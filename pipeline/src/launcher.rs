//! Per-host launcher: partitions the input, spawns worker instances with
//! disjoint index ranges, and stops them again.
//!
//! The launcher is the only component that decides instance counts; it caps
//! the configured count with the resource monitor's recommendation.

use std::{fs, path::PathBuf, process::Command, time::Duration};

use tokio_util::sync::CancellationToken;

use crate::config::PipelineConfig;
use crate::error::{PipelineError, PipelineResult};
use crate::monitor::ResourceMonitor;
use crate::store::scan::{enumerate_inputs, partition};
use crate::store::WorkStore;

/// Grace window between SIGTERM and SIGKILL on stop.
const STOP_GRACE: Duration = Duration::from_secs(30);

pub async fn launch(cfg: &PipelineConfig, phase: u8, machine: &str) -> PipelineResult<i32> {
    if !(1..=4).contains(&phase) {
        return Err(PipelineError::Config(format!("phase {phase} out of range")));
    }
    let machine_cfg = cfg.machine(machine)?;
    let store = WorkStore::new(&cfg.store.output_root);
    store.ensure_layout()?;

    // Size the work list for this phase.
    let total = match phase {
        1 => {
            let items = enumerate_inputs(&cfg.store.input_root)?;
            match machine_cfg.range {
                Some([start, end]) => end.min(items.len()).saturating_sub(start),
                None => items.len(),
            }
        }
        n => {
            let count = store.failure_count(n - 1);
            // The previous stream is about to be fully consumed by this
            // launch; record that for the fleet.
            store.write_phase_done_marker(n - 1)?;
            count
        }
    };
    if total == 0 {
        tracing::info!("phase {phase}: nothing to do");
        return Ok(0);
    }

    let configured = machine_cfg.instances_for(phase);
    let recommended = sample_recommendation(cfg).await;
    let instances = configured.min(recommended).max(1);
    if instances < configured {
        tracing::info!(
            "resource monitor capped instances: {configured} configured, {instances} launched"
        );
    }

    let offset = machine_cfg.range.map(|[start, _]| start).unwrap_or(0);
    let ranges = partition(total, instances);
    let exe = std::env::current_exe()?;
    let run_dir = store.run_dir(machine);
    fs::create_dir_all(&run_dir)?;

    for (instance, range) in ranges.iter().enumerate() {
        if range.is_empty() {
            continue;
        }
        let child = Command::new(&exe)
            .arg("worker")
            .arg(phase.to_string())
            .arg("--machine")
            .arg(machine)
            .arg("--instance")
            .arg(instance.to_string())
            .arg("--start")
            .arg((offset + range.start).to_string())
            .arg("--end")
            .arg((offset + range.end).to_string())
            .spawn()?;
        let pidfile = run_dir.join(format!("phase{phase}-{instance}.pid"));
        fs::write(&pidfile, child.id().to_string())?;
        tracing::info!(
            "spawned phase {phase} instance {instance} (pid {}) for [{}, {})",
            child.id(),
            offset + range.start,
            offset + range.end,
        );
    }

    Ok(0)
}

/// One monitor sample for the launch decision; falls back to "no cap" when
/// the first sample does not arrive promptly.
async fn sample_recommendation(cfg: &PipelineConfig) -> usize {
    let shutdown = CancellationToken::new();
    let mut rx = ResourceMonitor::spawn(cfg.monitor.clone(), shutdown.clone());
    let wait = Duration::from_secs(cfg.monitor.interval_secs.max(1) * 2);
    let recommended = match tokio::time::timeout(wait, rx.changed()).await {
        Ok(Ok(())) => rx.borrow().recommended_instances,
        _ => usize::MAX,
    };
    shutdown.cancel();
    recommended.max(1)
}

fn pidfiles(store: &WorkStore, machine: &str) -> Vec<PathBuf> {
    let Ok(entries) = fs::read_dir(store.run_dir(machine)) else {
        return Vec::new();
    };
    entries
        .filter_map(|e| e.ok())
        .map(|e| e.path())
        .filter(|p| p.extension().is_some_and(|ext| ext == "pid"))
        .collect()
}

fn machines_with_pidfiles(store: &WorkStore) -> Vec<String> {
    let Ok(entries) = fs::read_dir(store.root().join("run")) else {
        return Vec::new();
    };
    entries
        .filter_map(|e| e.ok())
        .filter(|e| e.path().is_dir())
        .filter_map(|e| e.file_name().to_str().map(String::from))
        .collect()
}

fn signal(pid: u32, sig: &str) -> bool {
    Command::new("kill")
        .arg(sig)
        .arg(pid.to_string())
        .status()
        .map(|s| s.success())
        .unwrap_or(false)
}

pub fn alive(pid: u32) -> bool {
    signal(pid, "-0")
}

/// SIGTERM every instance of the machine (or all machines), escalate to
/// SIGKILL after the grace window.
pub async fn stop(cfg: &PipelineConfig, machine: Option<&str>) -> PipelineResult<i32> {
    let store = WorkStore::new(&cfg.store.output_root);
    let machines: Vec<String> = match machine {
        Some(m) => vec![m.to_string()],
        None => machines_with_pidfiles(&store),
    };

    let mut pids: Vec<(PathBuf, u32)> = Vec::new();
    for machine in &machines {
        for pidfile in pidfiles(&store, machine) {
            if let Some(pid) = fs::read_to_string(&pidfile)
                .ok()
                .and_then(|s| s.trim().parse::<u32>().ok())
            {
                pids.push((pidfile, pid));
            }
        }
    }

    if pids.is_empty() {
        tracing::info!("no running instances");
        return Ok(0);
    }

    for (_, pid) in &pids {
        if signal(*pid, "-TERM") {
            tracing::info!("sent SIGTERM to {pid}");
        }
    }

    let deadline = tokio::time::Instant::now() + STOP_GRACE;
    loop {
        let survivors: Vec<u32> = pids.iter().map(|(_, p)| *p).filter(|p| alive(*p)).collect();
        if survivors.is_empty() {
            break;
        }
        if tokio::time::Instant::now() >= deadline {
            for pid in survivors {
                tracing::warn!("SIGKILL {pid} after grace window");
                signal(pid, "-KILL");
            }
            break;
        }
        tokio::time::sleep(Duration::from_millis(500)).await;
    }

    for (pidfile, _) in &pids {
        let _ = fs::remove_file(pidfile);
    }
    Ok(0)
}

#[cfg(test)]
mod tests {
    use super::*;
    use tempfile::tempdir;

    #[test]
    fn empty_store_has_no_pidfiles() {
        let dir = tempdir().unwrap();
        let store = WorkStore::new(dir.path());
        assert!(pidfiles(&store, "mac-mini").is_empty());
        assert!(machines_with_pidfiles(&store).is_empty());

        store.ensure_layout().unwrap();
        let run_dir = store.run_dir("mac-mini");
        fs::create_dir_all(&run_dir).unwrap();
        fs::write(run_dir.join("phase1-0.pid"), "12345").unwrap();
        fs::write(run_dir.join("phase1-0.stats.json"), "{}").unwrap();

        assert_eq!(pidfiles(&store, "mac-mini").len(), 1);
        assert_eq!(machines_with_pidfiles(&store), vec!["mac-mini".to_string()]);
    }
}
* * *
TASK REQUIREMENTS: All lines in the listing above should be written out again exactly.

WRITTEN RESPONSE:
filename pipeline/src/launcher.rs
//! Per-host launcher: partitions the input, spawns worker instances with
//! disjoint index ranges, and stops them again.
//!
//! The launcher is the only component that decides instance counts; it caps
//! the configured count with the resource monitor's recommendation.

use std::{fs, path::PathBuf, process::Command, time::Duration};

use tokio_util::sync::CancellationToken;

use crate::config::PipelineConfig;
use crate::error::{PipelineError, PipelineResult};
use crate::monitor::ResourceMonitor;
use crate::store::scan::{enumerate_inputs, partition};
use crate::store::WorkStore;

/// Grace window between SIGTERM and SIGKILL on stop.
const STOP_GRACE: Duration = Duration::from_secs(30);

pub async fn launch(cfg: &PipelineConfig, phase: u8, machine: &str) -> PipelineResult<i32> {
    if !(1..=4).contains(&phase) {
        return Err(PipelineError::Config(format!("phase {phase} out of range")));
    }
    let machine_cfg = cfg.machine(machine)?;
    let store = WorkStore::new(&cfg.store.output_root);
    store.ensure_layout()?;

    // Size the work list for this phase.
    let total = match phase {
        1 => {
            let items = enumerate_inputs(&cfg.store.input_root)?;
            match machine_cfg.range {
                Some([start, end]) => end.min(items.len()).saturating_sub(start),
                None => items.len(),
            }
        }
        n => {
            let count = store.failure_count(n - 1);
            // The previous stream is about to be fully consumed by this
            // launch; record that for the fleet.
            store.write_phase_done_marker(n - 1)?;
            count
        }
    };
    if total == 0 {
        tracing::info!("phase {phase}: nothing to do");
        return Ok(0);
    }

    let configured = machine_cfg.instances_for(phase);
    let recommended = sample_recommendation(cfg).await;
    let instances = configured.min(recommended).max(1);
    if instances < configured {
        tracing::info!(
            "resource monitor capped instances: {configured} configured, {instances} launched"
        );
    }

    let offset = machine_cfg.range.map(|[start, _]| start).unwrap_or(0);
    let ranges = partition(total, instances);
    let exe = std::env::current_exe()?;
    let run_dir = store.run_dir(machine);
    fs::create_dir_all(&run_dir)?;

    for (instance, range) in ranges.iter().enumerate() {
        if range.is_empty() {
            continue;
        }
        let child = Command::new(&exe)
            .arg("worker")
            .arg(phase.to_string())
            .arg("--machine")
            .arg(machine)
            .arg("--instance")
            .arg(instance.to_string())
            .arg("--start")
            .arg((offset + range.start).to_string())
            .arg("--end")
            .arg((offset + range.end).to_string())
            .spawn()?;
        let pidfile = run_dir.join(format!("phase{phase}-{instance}.pid"));
        fs::write(&pidfile, child.id().to_string())?;
        tracing::info!(
            "spawned phase {phase} instance {instance} (pid {}) for [{}, {})",
            child.id(),
            offset + range.start,
            offset + range.end,
        );
    }

    Ok(0)
}

/// One monitor sample for the launch decision; falls back to "no cap" when
/// the first sample does not arrive promptly.
async fn sample_recommendation(cfg: &PipelineConfig) -> usize {
    let shutdown = CancellationToken::new();
    let mut rx = ResourceMonitor::spawn(cfg.monitor.clone(), shutdown.clone());
    let wait = Duration::from_secs(cfg.monitor.interval_secs.max(1) * 2);
    let recommended = match tokio::time::timeout(wait, rx.changed()).await {
        Ok(Ok(())) => rx.borrow().recommended_instances,
        _ => usize::MAX,
    };
    shutdown.cancel();
    recommended.max(1)
}

fn pidfiles(store: &WorkStore, machine: &str) -> Vec<PathBuf> {
    let Ok(entries) = fs::read_dir(store.run_dir(machine)) else {
        return Vec::new();
    };
    entries
        .filter_map(|e| e.ok())
        .map(|e| e.path())
        .filter(|p| p.extension().is_some_and(|ext| ext == "pid"))
        .collect()
}

fn machines_with_pidfiles(store: &WorkStore) -> Vec<String> {
    let Ok(entries) = fs::read_dir(store.root().join("run")) else {
        return Vec::new();
    };
    entries
        .filter_map(|e| e.ok())
        .filter(|e| e.path().is_dir())
        .filter_map(|e| e.file_name().to_str().map(String::from))
        .collect()
}

fn signal(pid: u32, sig: &str) -> bool {
    Command::new("kill")
        .arg(sig)
        .arg(pid.to_string())
        .status()
        .map(|s| s.success())
        .unwrap_or(false)
}

pub fn alive(pid: u32) -> bool {
    signal(pid, "-0")
}

/// SIGTERM every instance of the machine (or all machines), escalate to
/// SIGKILL after the grace window.
pub async fn stop(cfg: &PipelineConfig, machine: Option<&str>) -> PipelineResult<i32> {
    let store = WorkStore::new(&cfg.store.output_root);
    let machines: Vec<String> = match machine {
        Some(m) => vec![m.to_string()],
        None => machines_with_pidfiles(&store),
    };

    let mut pids: Vec<(PathBuf, u32)> = Vec::new();
    for machine in &machines {
        for pidfile in pidfiles(&store, machine) {
            if let Some(pid) = fs::read_to_string(&pidfile)
                .ok()
                .and_then(|s| s.trim().parse::<u32>().ok())
            {
                pids.push((pidfile, pid));
            }
        }
    }

    if pids.is_empty() {
        tracing::info!("no running instances");
        return Ok(0);
    }

    for (_, pid) in &pids {
        if signal(*pid, "-TERM") {
            tracing::info!("sent SIGTERM to {pid}");
        }
    }

    let deadline = tokio::time::Instant::now() + STOP_GRACE;
    loop {
        let survivors: Vec<u32> = pids.iter().map(|(_, p)| *p).filter(|p| alive(*p)).collect();
        if survivors.is_empty() {
            break;
        }
        if tokio::time::Instant::now() >= deadline {
            for pid in survivors {
                tracing::warn!("SIGKILL {pid} after grace window");
                signal(pid, "-KILL");
            }
            break;
        }
        tokio::time::sleep(Duration::from_millis(500)).await;
    }

    for (pidfile, _) in &pids {
        let _ = fs::remove_file(pidfile);
    }
    Ok(0)
}

#[cfg(test)]
mod tests {
    use super::*;
    use tempfile::tempdir;

    #[test]
    fn empty_store_has_no_pidfiles() {
        let dir = tempdir().unwrap();
        let store = WorkStore::new(dir.path());
        assert!(pidfiles(&store, "mac-mini").is_empty());
        assert!(machines_with_pidfiles(&store).is_empty());

        store.ensure_layout().unwrap();
        let run_dir = store.run_dir("mac-mini");
        fs::create_dir_all(&run_dir).unwrap();
        fs::write(run_dir.join("phase1-0.pid"), "12345").unwrap();
        fs::write(run_dir.join("phase1-0.stats.json"), "{}").unwrap();

        assert_eq!(pidfiles(&store, "mac-mini").len(), 1);
        assert_eq!(machines_with_pidfiles(&store), vec!["mac-mini".to_string()]);
    }
}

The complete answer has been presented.